After the violent attacks in 2001, my thirty year old son became so angry against the brutality of terrorism, that he joined the Army to help fight for his country. When he joined he was beginning his study in the ministry, and he was becoming the spiritually strong man that I knew he would be as we raised him to be. Although we were proud of his principles and his strength to stand for what he believed, we were scared to death that he would see the horrors of war and become confused in his spirit that had been groomed since his childhood to be a man of God. As he enlisted, we held many long night discussions with him, trying to help him sort out his obligations to his country, vs. his obligations to his Savior Jesus Christ. It was a trying time for all of us, and he resolved the conflict by obtaining a job with the Chaplain’s service in the Army.

Following basic and tech school, he was snatched up by the Rangers, and went through serious and exhaustive training to become one of the elite special force members. He was the first enlisted chaplain Ranger, and we kept receiving glowing reports of his progress, and his wonderful witness among the troops about his Lord. Then the horrors of war entered solidly into our lives, and we watched for months as it unfolded over our TV. Because of his elite status, and the subversive type of work that the Rangers do, we were not allowed to know where he was. We were not allowed to write letters, or talk with him on the phone, or get a hold of him in anyway, to offer encouragement and support for his efforts.

We struggled often to hold our fears together as we imagined our boy seeing the horrors of war, and being unable to resolve his needs to defend against his needs to love. We prayed fervently and constantly, yet we were so very scared, that one night we cried in each others arms because of our fear. We feared not of his loss of his natural life, as much as his loss of spiritual life, and we had no way of knowing if he was going to be okay, and continue in the path of service to Jesus.

One day, a Newsweek magazine came to our home. We were looking at the pictures of war inside it, when one of the pictures touched us so deeply, we shook with emotion. A small picture, at the top of the page, showed a group of soldiers gathered around a sandbagged font of water, many with shirts off in the middle of the desert. And there, in the midst of all of them, surrounded with hope and the love of Jesus on there faces, stood an image of our son as he participated in the baptism of the soldiers before they went into the hot zones of war.

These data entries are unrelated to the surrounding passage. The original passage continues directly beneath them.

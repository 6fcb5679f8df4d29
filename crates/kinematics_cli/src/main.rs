//! Kinematics CLI
//!
//! Pose-frame JSON → stats report JSON
//! Pose-frame JSON → per-frame metrics CSV

#[cfg(feature = "cli")]
use anyhow::Result;
#[cfg(feature = "cli")]
use clap::{Parser, Subcommand};
#[cfg(feature = "cli")]
use std::path::PathBuf;

#[cfg(feature = "cli")]
#[derive(Parser)]
#[command(name = "kinematics")]
#[command(about = "Kinematic performance metrics from pose keypoints", long_about = None)]
struct Cli {
    /// Debug-level logging (overridden by RUST_LOG)
    #[arg(short, long, global = true)]
    verbose: bool,

    #[command(subcommand)]
    command: Commands,
}

#[cfg(feature = "cli")]
#[derive(Subcommand)]
enum Commands {
    /// Analyze a pose-frame file and print or save the stats report
    Analyze {
        /// Input frames JSON file path
        #[arg(long)]
        r#in: PathBuf,

        /// Output report JSON file path (stdout if omitted)
        #[arg(long)]
        out: Option<PathBuf>,

        /// Engine config file (YAML or JSON)
        #[arg(long)]
        config: Option<PathBuf>,

        /// Preset: broadcast, strict, lenient
        #[arg(long)]
        profile: Option<String>,

        /// Include per-frame metric series in the report
        #[arg(long, default_value = "false")]
        include_metrics: bool,
    },

    /// Export per-frame metrics as one CSV per subject
    Export {
        /// Input frames JSON file path
        #[arg(long)]
        r#in: PathBuf,

        /// Output directory
        #[arg(long)]
        out_dir: PathBuf,

        /// Engine config file (YAML or JSON)
        #[arg(long)]
        config: Option<PathBuf>,

        /// Preset: broadcast, strict, lenient
        #[arg(long)]
        profile: Option<String>,
    },

    /// Print an engine config as YAML
    Config {
        /// Preset: broadcast, strict, lenient
        #[arg(long, default_value = "broadcast")]
        profile: String,

        /// Write to this file instead of stdout
        #[arg(long)]
        out: Option<PathBuf>,
    },

    /// Print the JSON schema of the analysis request
    Schema,
}

#[cfg(feature = "cli")]
fn init_tracing(verbose: bool) {
    use tracing_subscriber::EnvFilter;

    let default_level = if verbose { "debug" } else { "info" };
    let filter =
        EnvFilter::try_from_default_env().unwrap_or_else(|_| EnvFilter::new(default_level));

    tracing_subscriber::fmt()
        .with_env_filter(filter)
        .with_target(false)
        .with_writer(std::io::stderr)
        .init();
}

#[cfg(feature = "cli")]
fn main() -> Result<()> {
    use anyhow::Context;
    use kinematics_core::KinematicEngine;

    let cli = Cli::parse();
    init_tracing(cli.verbose);

    match cli.command {
        Commands::Analyze {
            r#in,
            out,
            config,
            profile,
            include_metrics,
        } => {
            let engine_config = kinematics_cli::load_config(config.as_deref(), profile.as_deref())?;
            let engine = KinematicEngine::new(engine_config).context("Invalid engine config")?;

            run_analyze(&engine, &r#in, out.as_deref(), include_metrics, &mut std::io::stdout())?;
        }

        Commands::Export {
            r#in,
            out_dir,
            config,
            profile,
        } => {
            let engine_config = kinematics_cli::load_config(config.as_deref(), profile.as_deref())?;
            let engine = KinematicEngine::new(engine_config).context("Invalid engine config")?;

            println!("📊 Exporting per-frame metrics...");
            println!("   Input:  {}", r#in.display());
            println!("   Output: {}", out_dir.display());

            let subjects = kinematics_cli::load_subjects(&r#in)?;
            for subject in &subjects {
                let rows = engine.analyze(&subject.frames).rows();
                let path = out_dir.join(kinematics_cli::export_file_name(&subject.subject_id));
                kinematics_cli::write_rows_csv(&path, &rows)?;
                println!("   {} → {} ({} rows)", subject.subject_id, path.display(), rows.len());
            }

            println!("\n✅ Exported {} subject(s)", subjects.len());
        }

        Commands::Config { profile, out } => {
            let yaml = kinematics_core::EngineConfig::from_profile(&profile).to_yaml()?;
            match out {
                Some(path) => {
                    std::fs::write(&path, yaml)
                        .with_context(|| format!("Failed to write config: {}", path.display()))?;
                    println!("📄 Config saved to: {}", path.display());
                }
                None => print!("{}", yaml),
            }
        }

        Commands::Schema => {
            let schema = kinematics_core::request_schema_json().map_err(anyhow::Error::msg)?;
            println!("{}", schema);
        }
    }

    Ok(())
}

/// `analyze` subcommand. Without `out`, `w` receives only the report JSON.
#[cfg(feature = "cli")]
fn run_analyze(
    engine: &kinematics_core::KinematicEngine,
    input: &std::path::Path,
    out: Option<&std::path::Path>,
    include_metrics: bool,
    w: &mut impl std::io::Write,
) -> Result<()> {
    let Some(path) = out else {
        let reports = kinematics_cli::analyze_file(input, engine, include_metrics)?;
        writeln!(w, "{}", serde_json::to_string_pretty(&reports)?)?;
        return Ok(());
    };

    writeln!(w, "🏃 Analyzing {}...", input.display())?;
    let reports = kinematics_cli::analyze_file(input, engine, include_metrics)?;
    kinematics_cli::save_reports(path, &reports)?;
    for report in &reports {
        print_report(report, w)?;
    }
    writeln!(w, "\n📄 Report saved to: {}", path.display())?;
    Ok(())
}

#[cfg(feature = "cli")]
fn print_report(
    report: &kinematics_cli::AnalysisReport,
    w: &mut impl std::io::Write,
) -> std::io::Result<()> {
    let stats = &report.stats;
    writeln!(w, "\n✅ {}", report.subject_id)?;
    writeln!(
        w,
        "   Frames:      {} retained / {} total",
        report.metadata.frames_retained, report.metadata.frames_total
    )?;
    writeln!(w, "   Distance:    {:.1} px", stats.distance_covered)?;
    writeln!(w, "   Speed:       avg {:.1} / max {:.1} px/s", stats.avg_speed, stats.max_speed)?;
    writeln!(w, "   Balance:     {:.1}", stats.balance_score)?;
    writeln!(w, "   Technical:   {:.1}", stats.technical_score)?;
    writeln!(w, "   Physical:    {:.1}", stats.physical_score)?;
    writeln!(w, "   Efficiency:  {:.1}", stats.movement_efficiency)?;
    writeln!(w, "   Sprints:     {}", report.sprints.len())?;
    writeln!(w, "   Fingerprint: {}", report.metadata.fingerprint)
}

#[cfg(not(feature = "cli"))]
fn main() {
    eprintln!("kinematics CLI is not available. Enable the 'cli' feature to use it.");
    std::process::exit(1);
}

As a Christian, you can imagine how joyous we were when our prayer to God was answered with the reassurance that our son was doing His work in spite of the chaos and violence. That picture provided enough strength to us to allow us to wait seven more months before we could speak to him. We learned later that they had parachuted into that area for just one day, and couldn’t quite understand at the time why, and had no idea that his picture was even taken. He took that opportunity to assist in the worship service and help with the baptisms. The picture of that precious service hangs on our wall today.

Five tours of duty in war later, my son finally came home. He brings with him the pains and sufferings of many of our young men and women who have sacrificed their very lives for the principles of freedom and duty. Most importantly, he tells of the glorious witnesses of Christ moving among the soldiers in comfort amidst the bloody desert sands, when the things of spirit take precedence over the things of nature.

Thanks be to the LORD God, my son has come home a man changed with the pains of war, but solidly intact in spirit, still able to walk his steady walk in faith toward his precious Savior and King. What a blessing we have received!